Dans une décision rendue le 12 décembre 2024 (CE, 7e ch., n° 497389), le Conseil d’État apporte une clarification bienvenue sur la question de l’urgence dans le cadre des procédures de référé-suspension contre les refus de renouvellement de titre de séjour. Lorsqu’un préfet met plusieurs années à statuer sur une demande, il ne saurait ensuite reprocher à l’étranger son inaction face à un prétendu rejet implicite.
Cet arrêt conforte une jurisprudence protectrice, essentielle pour les ressortissants étrangers qui, souvent, subissent les lenteurs de l’administration tout en continuant à vivre, à travailler et à s’intégrer régulièrement sur le territoire français.
La présomption d’urgence en matière de refus de renouvellement
L’article L. 521-1 du code de justice administrative permet au juge des référés de suspendre l’exécution d’une décision administrative, y compris une décision de rejet, à condition que soient réunis deux critères : l’urgence et un doute sérieux sur la légalité de la décision attaquée.
En matière de refus de renouvellement d’un titre de séjour, la jurisprudence constante du Conseil d’État reconnaît une présomption d’urgence, compte tenu des conséquences immédiates que cette décision entraîne sur la vie du demandeur (risque d’éloignement, perte d’emploi, précarisation). Autrement dit, l’urgence n’a pas besoin d’être prouvée : elle est présumée.
Une administration qui met deux ans à statuer ne peut se prévaloir de l’inaction du demandeur
Dans l’affaire portée devant le Conseil d’État, un ressortissant ivoirien avait sollicité le renouvellement de sa carte de séjour temporaire portant la mention « salarié » en octobre 2022. Ce n’est que près de deux ans plus tard, en juin 2024, que le préfet a pris une décision de rejet, accompagnée d’une obligation de quitter le territoire français (OQTF) dans un délai de trente jours.
Pendant toute cette période, l’administration avait délivré des récépissés valides permettant à l’intéressé de travailler et de résider légalement en France. Malgré cela, le juge des référés du tribunal administratif de Cergy-Pontoise a rejeté la demande de suspension, estimant que la condition d’urgence n’était pas remplie, sans en justifier les raisons.
Le Conseil d’État annule cette ordonnance, rappelant que l’administration ne peut imputer à l’étranger une prétendue passivité, alors qu’elle a elle-même provoqué l’urgence par sa lenteur excessive. Il souligne également que le préfet n’avait apporté aucune circonstance particulière de nature à renverser la présomption d’urgence.
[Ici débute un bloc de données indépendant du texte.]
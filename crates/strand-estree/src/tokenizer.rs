use strand_cst::{CommentKind, ParseError, RawComment, SourceLocation, TokenKind};
use text_size::TextRange;

use crate::cursor::{Cursor, Pos};

const KEYWORDS: &[&str] = &[
    "break", "case", "catch", "class", "const", "continue", "debugger", "default", "delete", "do",
    "else", "export", "extends", "finally", "for", "function", "if", "import", "in", "instanceof",
    "let", "new", "return", "super", "switch", "this", "throw", "try", "typeof", "var", "void",
    "while", "with",
];

/// Longest first.
const PUNCTUATORS: &[&str] = &[
    ">>>=", "...", "===", "!==", "**=", "<<=", ">>=", ">>>", "&&=", "||=", "??=", "=>", "==", "!=",
    "<=", ">=", "&&", "||", "??", "?.", "++", "--", "+=", "-=", "*=", "/=", "%=", "&=", "|=", "^=",
    "<<", ">>", "**", "{", "}", "(", ")", "[", "]", ";", ",", "<", ">", "+", "-", "*", "/", "%",
    "&", "|", "^", "!", "~", "?", ":", "=", ".", "@",
];

#[derive(Debug, Clone)]
pub(crate) struct Lexeme {
    pub(crate) kind: TokenKind,
    pub(crate) range: TextRange,
    pub(crate) start: Pos,
    pub(crate) end: Pos,
    /// A line break separates this token from the previous one.
    pub(crate) newline_before: bool,
}

pub(crate) struct Tokenized {
    pub(crate) tokens: Vec<Lexeme>,
    pub(crate) comments: Vec<RawComment>,
    pub(crate) end: Pos,
}

pub(crate) fn tokenize(text: &str) -> Result<Tokenized, ParseError> {
    Tokenizer { text, cursor: Cursor::new(text), tokens: Vec::new(), comments: Vec::new() }.run()
}

struct Tokenizer<'a> {
    text: &'a str,
    cursor: Cursor<'a>,
    tokens: Vec<Lexeme>,
    comments: Vec<RawComment>,
}

impl Tokenizer<'_> {
    fn run(mut self) -> Result<Tokenized, ParseError> {
        loop {
            let newline_before = self.trivia()?;
            if self.cursor.is_eof() {
                break;
            }
            let start = self.cursor.pos();
            let kind = self.token(start)?;
            let end = self.cursor.pos();
            self.tokens.push(Lexeme {
                kind,
                range: TextRange::new(start.offset, end.offset),
                start,
                end,
                newline_before,
            });
        }
        Ok(Tokenized { tokens: self.tokens, comments: self.comments, end: self.cursor.pos() })
    }

    /// Skips whitespace and collects comments. Returns whether a line break
    /// was crossed.
    fn trivia(&mut self) -> Result<bool, ParseError> {
        let mut newline = false;
        loop {
            match self.cursor.peek() {
                '\n' | '\r' => {
                    newline = true;
                    self.cursor.advance();
                }
                '/' if self.cursor.second() == '/' => {
                    let start = self.cursor.pos();
                    self.cursor.advance_while(|c| c != '\n' && c != '\r');
                    self.comment(CommentKind::Line, start);
                }
                '/' if self.cursor.second() == '*' => {
                    let start = self.cursor.pos();
                    self.cursor.advance();
                    self.cursor.advance();
                    while !self.cursor.rest().starts_with("*/") {
                        if self.cursor.is_eof() {
                            return Err(illegal(start, self.cursor.pos()));
                        }
                        if matches!(self.cursor.advance(), '\n' | '\r') {
                            newline = true;
                        }
                    }
                    self.cursor.advance();
                    self.cursor.advance();
                    self.comment(CommentKind::Block, start);
                }
                c if c.is_whitespace() => {
                    self.cursor.advance();
                }
                _ => return Ok(newline),
            }
        }
    }

    fn comment(&mut self, kind: CommentKind, start: Pos) {
        let end = self.cursor.pos();
        let range = TextRange::new(start.offset, end.offset);
        let text = &self.text[range];
        let value = match kind {
            CommentKind::Line => &text[2..],
            CommentKind::Block => &text[2..text.len() - 2],
        };
        self.comments.push(RawComment {
            kind,
            value: value.to_owned(),
            range,
            loc: SourceLocation::new(start.line_col, end.line_col),
        });
    }

    fn token(&mut self, start: Pos) -> Result<TokenKind, ParseError> {
        let kind = match self.cursor.peek() {
            c if is_ident_start(c) => {
                self.cursor.advance_while(is_ident_continue);
                match &self.text[TextRange::new(start.offset, self.cursor.pos().offset)] {
                    "true" | "false" => TokenKind::Boolean,
                    "null" => TokenKind::Null,
                    word if KEYWORDS.contains(&word) => TokenKind::Keyword,
                    _ => TokenKind::Identifier,
                }
            }
            '0'..='9' => self.number(start)?,
            '.' if self.cursor.second().is_ascii_digit() => self.number(start)?,
            quote @ ('"' | '\'') => self.string(start, quote)?,
            _ => {
                let rest = self.cursor.rest();
                let Some(punctuator) = PUNCTUATORS.iter().find(|p| rest.starts_with(**p)) else {
                    self.cursor.advance();
                    return Err(illegal(start, self.cursor.pos()));
                };
                for _ in 0..punctuator.len() {
                    self.cursor.advance();
                }
                TokenKind::Punctuator
            }
        };
        Ok(kind)
    }

    fn number(&mut self, start: Pos) -> Result<TokenKind, ParseError> {
        if self.cursor.peek() == '0' && matches!(self.cursor.second(), 'x' | 'X') {
            self.cursor.advance();
            self.cursor.advance();
            self.cursor.advance_while(|c| c.is_ascii_hexdigit());
        } else {
            self.cursor.advance_while(|c| c.is_ascii_digit());
            if self.cursor.peek() == '.' {
                self.cursor.advance();
                self.cursor.advance_while(|c| c.is_ascii_digit());
            }
            if matches!(self.cursor.peek(), 'e' | 'E') {
                self.cursor.advance();
                if matches!(self.cursor.peek(), '+' | '-') {
                    self.cursor.advance();
                }
                self.cursor.advance_while(|c| c.is_ascii_digit());
            }
        }
        if is_ident_start(self.cursor.peek()) {
            self.cursor.advance();
            return Err(illegal(start, self.cursor.pos()));
        }
        Ok(TokenKind::Numeric)
    }

    fn string(&mut self, start: Pos, quote: char) -> Result<TokenKind, ParseError> {
        self.cursor.advance();
        loop {
            if self.cursor.is_eof() {
                return Err(illegal(start, self.cursor.pos()));
            }
            match self.cursor.advance() {
                c if c == quote => return Ok(TokenKind::String),
                '\\' => {
                    if self.cursor.advance() == '\r' && self.cursor.peek() == '\n' {
                        self.cursor.advance();
                    }
                }
                '\n' | '\r' => return Err(illegal(start, self.cursor.pos())),
                _ => {}
            }
        }
    }
}

fn illegal(start: Pos, end: Pos) -> ParseError {
    ParseError::new("Unexpected token ILLEGAL", TextRange::new(start.offset, end.offset), start.line_col)
}

fn is_ident_start(c: char) -> bool {
    c == '$' || c == '_' || c.is_alphabetic()
}

fn is_ident_continue(c: char) -> bool {
    is_ident_start(c) || c.is_alphanumeric()
}

/// Cooked value of a string literal, quotes included in `raw`.
pub(crate) fn unescape(raw: &str) -> String {
    let inner = raw.get(1..raw.len().saturating_sub(1)).unwrap_or_default();
    let mut out = String::with_capacity(inner.len());
    let mut chars = inner.chars().peekable();
    while let Some(c) = chars.next() {
        if c != '\\' {
            out.push(c);
            continue;
        }
        let Some(escaped) = chars.next() else { break };
        match escaped {
            'n' => out.push('\n'),
            't' => out.push('\t'),
            'r' => out.push('\r'),
            'b' => out.push('\u{8}'),
            'f' => out.push('\u{c}'),
            'v' => out.push('\u{b}'),
            '0' => out.push('\0'),
            'x' | 'u' => {
                let digits = if escaped == 'x' { 2 } else { 4 };
                let hex: String = chars.by_ref().take(digits).collect();
                match u32::from_str_radix(&hex, 16).ok().and_then(char::from_u32) {
                    Some(c) => out.push(c),
                    None => {
                        out.push(escaped);
                        out.push_str(&hex);
                    }
                }
            }
            // Line continuation.
            '\r' => {
                chars.next_if_eq(&'\n');
            }
            '\n' => {}
            other => out.push(other),
        }
    }
    out
}

/// The JSON value of a numeric literal: an integer when it is one.
pub(crate) fn number_value(raw: &str) -> serde_json::Value {
    let value = match raw.strip_prefix("0x").or_else(|| raw.strip_prefix("0X")) {
        Some(hex) => i64::from_str_radix(hex, 16).map_or(f64::NAN, |value| value as f64),
        None => raw.parse::<f64>().unwrap_or(f64::NAN),
    };
    if value.fract() == 0.0 && value.abs() < 9_007_199_254_740_992.0 {
        serde_json::Value::from(value as i64)
    } else {
        serde_json::Value::from(value)
    }
}

#[cfg(test)]
mod tests {
    use expect_test::{Expect, expect};
    use strand_cst::LineCol;
    use text_size::TextSize;

    use super::*;

    fn check(text: &str, expect: Expect) {
        let Tokenized { tokens, comments, .. } = tokenize(text).unwrap();
        let mut actual = tokens
            .iter()
            .map(|token| format!("{:?} {:?}", token.kind, &text[token.range]))
            .collect::<Vec<_>>();
        actual.extend(comments.iter().map(|comment| format!("{:?} {:?}", comment.kind, comment.value)));
        expect.assert_eq(&actual.join("\n"));
    }

    #[test]
    fn words_and_literals() {
        check(
            "var x = null || true; return 'a\\'b' + 0x1f + .5e-3",
            expect![[r#"
                Keyword "var"
                Identifier "x"
                Punctuator "="
                Null "null"
                Punctuator "||"
                Boolean "true"
                Punctuator ";"
                Keyword "return"
                String "'a\\'b'"
                Punctuator "+"
                Numeric "0x1f"
                Punctuator "+"
                Numeric ".5e-3""#]],
        );
    }

    #[test]
    fn longest_punctuator_wins() {
        check(
            "a >>>= b !== c?.d",
            expect![[r#"
                Identifier "a"
                Punctuator ">>>="
                Identifier "b"
                Punctuator "!=="
                Identifier "c"
                Punctuator "?."
                Identifier "d""#]],
        );
    }

    #[test]
    fn comments_are_collected_apart() {
        check(
            "//foo\n(x /* y */)\n//bar",
            expect![[r#"
                Punctuator "("
                Identifier "x"
                Punctuator ")"
                Line "foo"
                Block " y "
                Line "bar""#]],
        );
    }

    #[test]
    fn newline_before_is_tracked() {
        let Tokenized { tokens, .. } = tokenize("a\r\nb /*\n*/ c d").unwrap();
        let flags = tokens.iter().map(|token| token.newline_before).collect::<Vec<_>>();
        assert_eq!(flags, [false, true, true, false]);
        assert_eq!(tokens[1].start.line_col, LineCol::new(2, 0));
    }

    #[test]
    fn illegal_input() {
        let err = tokenize("a = 'open").err().unwrap();
        assert_eq!(err.message, "Unexpected token ILLEGAL");
        assert_eq!(err.range, TextRange::new(TextSize::new(4), TextSize::new(9)));

        let err = tokenize("x /* never closed").err().unwrap();
        assert_eq!(err.loc, LineCol::new(1, 2));

        assert!(tokenize("a # b").is_err());
        assert!(tokenize("3in").is_err());
    }

    #[test]
    fn literal_values() {
        assert_eq!(unescape(r#""a\nb\x41B\\""#), "a\nbAB\\");
        assert_eq!(unescape("'it\\'s'"), "it's");
        assert_eq!(number_value("123"), serde_json::json!(123));
        assert_eq!(number_value("1.5"), serde_json::json!(1.5));
        assert_eq!(number_value("0x1f"), serde_json::json!(31));
        assert_eq!(number_value("1e3"), serde_json::json!(1000));
    }
}
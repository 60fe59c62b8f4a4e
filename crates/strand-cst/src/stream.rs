//! The unified token stream: syntax tokens, comments and synthesized trivia
//! in one doubly linked list that covers the source without gaps.

use std::fmt::{self, Write as _};

use la_arena::Arena;
use text_size::{TextRange, TextSize};

use crate::location::{Point, Shift};
use crate::token::{Token, TokenId};
use crate::{Error, RawComment, RawToken, Result, trivia};

#[derive(Debug, Clone, Default)]
pub struct TokenStream {
    arena: Arena<Token>,
    head: Option<TokenId>,
    tail: Option<TokenId>,
    len: usize,
}

impl TokenStream {
    /// Merges `tokens` and `comments` and fills every gap with trivia.
    ///
    /// Comments are ordered by start offset and placed right after the last
    /// token ending at or before their start. Every range must lie inside
    /// `source`, on char boundaries, after the previous token, and cover
    /// exactly the token's text.
    pub fn build(source: &str, tokens: Vec<RawToken>, comments: Vec<RawComment>) -> Result<Self> {
        let comment_count = comments.len();
        let merged = merge(tokens, comments);

        let mut stream = Self::default();
        let mut prev_end = Point::default();
        for token in merged {
            check_range(source, &token, prev_end.offset)?;
            let gap = &source[TextRange::new(prev_end.offset, token.range.start())];
            for trivia in trivia::tokens(gap, prev_end) {
                stream.push_back(trivia);
            }
            prev_end = Point::new(token.range.end(), token.loc.end);
            stream.push_back(token);
        }
        let rest = &source[usize::from(prev_end.offset)..];
        for trivia in trivia::tokens(rest, prev_end) {
            stream.push_back(trivia);
        }

        tracing::debug!(
            tokens = stream.len,
            comments = comment_count,
            source_len = source.len(),
            "built token stream"
        );
        Ok(stream)
    }

    #[inline]
    pub fn head(&self) -> Option<TokenId> {
        self.head
    }

    #[inline]
    pub fn tail(&self) -> Option<TokenId> {
        self.tail
    }

    /// Number of attached tokens.
    #[inline]
    pub fn len(&self) -> usize {
        self.len
    }

    #[inline]
    pub fn is_empty(&self) -> bool {
        self.len == 0
    }

    /// Attached tokens from head to tail.
    pub fn iter(&self) -> Tokens<'_> {
        self.range(self.head, self.tail)
    }

    /// Tokens from `first` to `last` inclusive, following `next` links.
    ///
    /// With `last` unset, or not reachable from `first`, the walk runs to the
    /// tail.
    pub fn range(&self, first: Option<TokenId>, last: Option<TokenId>) -> Tokens<'_> {
        Tokens { stream: self, next: first, last }
    }

    /// One line per token: index, kind, range and display text.
    pub fn debug_dump(&self) -> String {
        let mut out = String::new();
        for (_, token) in self.iter() {
            let _ = writeln!(
                out,
                "{} {} {:?} {:?}",
                token.index,
                token.kind,
                token.range,
                token.text()
            );
        }
        out
    }

    fn push_back(&mut self, mut token: Token) -> TokenId {
        token.prev = self.tail;
        token.next = None;
        token.index = self.len as u32;
        let id = self.arena.alloc(token);
        match self.tail {
            Some(tail) => self.arena[tail].next = Some(id),
            None => self.head = Some(id),
        }
        self.tail = Some(id);
        self.len += 1;
        id
    }

    /// Links `token` right after `anchor`, or at the head when `anchor` is
    /// `None`. Positions are left to the caller.
    pub(crate) fn link_after(&mut self, anchor: Option<TokenId>, mut token: Token) -> TokenId {
        let next = match anchor {
            Some(anchor) => self.arena[anchor].next,
            None => self.head,
        };
        token.prev = anchor;
        token.next = next;
        token.attached = true;
        let id = self.arena.alloc(token);

        match anchor {
            Some(anchor) => self.arena[anchor].next = Some(id),
            None => self.head = Some(id),
        }
        match next {
            Some(next) => self.arena[next].prev = Some(id),
            None => self.tail = Some(id),
        }
        self.len += 1;
        id
    }

    /// Detaches `id`; its former neighbours link directly.
    pub(crate) fn unlink(&mut self, id: TokenId) {
        let (prev, next) = {
            let token = &mut self.arena[id];
            token.attached = false;
            (token.prev.take(), token.next.take())
        };
        match prev {
            Some(prev) => self.arena[prev].next = next,
            None => self.head = next,
        }
        match next {
            Some(next) => self.arena[next].prev = prev,
            None => self.tail = prev,
        }
        self.len -= 1;
    }

    /// Applies `shift` and `index_delta` to `from` and every token after it.
    /// Returns the number of tokens touched.
    pub(crate) fn cascade(&mut self, from: Option<TokenId>, mut shift: Shift, index_delta: i64) -> usize {
        let mut touched = 0;
        let mut cursor = from;
        while let Some(id) = cursor {
            let token = &mut self.arena[id];
            if !shift.is_empty() {
                (token.range, token.loc) = shift.relocate(token.range, token.loc, token.text());
            }
            token.index = (i64::from(token.index) + index_delta).max(0) as u32;
            touched += 1;
            cursor = token.next;
        }
        touched
    }
}

impl std::ops::Index<TokenId> for TokenStream {
    type Output = Token;

    fn index(&self, id: TokenId) -> &Token {
        &self.arena[id]
    }
}

/// Concatenated display text of every attached token.
impl fmt::Display for TokenStream {
    fn fmt(&self, f: &mut fmt::Formatter<'_>) -> fmt::Result {
        self.iter().try_for_each(|(_, token)| f.write_str(token.text()))
    }
}

/// Iterator over a run of linked tokens.
#[derive(Clone)]
pub struct Tokens<'a> {
    stream: &'a TokenStream,
    next: Option<TokenId>,
    last: Option<TokenId>,
}

impl<'a> Iterator for Tokens<'a> {
    type Item = (TokenId, &'a Token);

    fn next(&mut self) -> Option<Self::Item> {
        let id = self.next?;
        let token = &self.stream.arena[id];
        self.next = if Some(id) == self.last { None } else { token.next };
        Some((id, token))
    }
}

/// Stable merge by start offset; a syntax token wins a tie with a comment.
fn merge(tokens: Vec<RawToken>, mut comments: Vec<RawComment>) -> Vec<Token> {
    comments.sort_by_key(|comment| comment.range.start());

    let mut merged = Vec::with_capacity(tokens.len() + comments.len());
    let mut comments = comments.into_iter().peekable();
    for token in tokens {
        while let Some(comment) =
            comments.next_if(|comment| comment.range.start() < token.range.start())
        {
            merged.push(Token::from_comment(comment));
        }
        merged.push(Token::from_raw(token));
    }
    merged.extend(comments.map(Token::from_comment));
    merged
}

fn check_range(source: &str, token: &Token, prev_end: TextSize) -> Result<()> {
    let range = token.range;
    let (start, end) = (u32::from(range.start()), u32::from(range.end()));
    let what = || format!("{} token {:?}", token.kind, token.text());

    let in_bounds = usize::from(range.end()) <= source.len()
        && source.is_char_boundary(range.start().into())
        && source.is_char_boundary(range.end().into());
    if !in_bounds || range.start() < prev_end {
        return Err(Error::malformed(what(), start, end, source));
    }
    if &source[range] != token.text() {
        return Err(Error::TextMismatch { what: what(), start, end });
    }
    Ok(())
}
Un doute sérieux sur la légalité du refus de séjour
Au-delà de la question de l’urgence, le Conseil d’État relève que la décision préfectorale était insuffisamment motivée. Elle se fondait sur une prétendue atteinte grave à l’ordre public, sans éléments factuels concrets à l’appui.
Cette carence de motivation, couplée à une erreur manifeste d’appréciation, est de nature à faire naître un doute sérieux sur la légalité de la décision contestée. En conséquence, la suspension de l’exécution du refus de séjour est prononcée, et le préfet est enjoint de réexaminer la demande de l’intéressé dans un délai de quinze jours, avec délivrance d’une autorisation provisoire de séjour.
Ce qu’il faut retenir : un signal fort pour les étrangers confrontés à l’inaction préfectorale
Cette décision illustre l’importance de contester rapidement les décisions injustifiées de l’administration, mais aussi de faire valoir ses droits lorsque l’administration tarde à répondre. Le Conseil d’État rappelle que les étrangers ne doivent pas être pénalisés pour ne pas avoir contesté un silence administratif ambigu, surtout lorsque ce silence est accompagné de documents officiels leur permettant de rester et de travailler en toute régularité.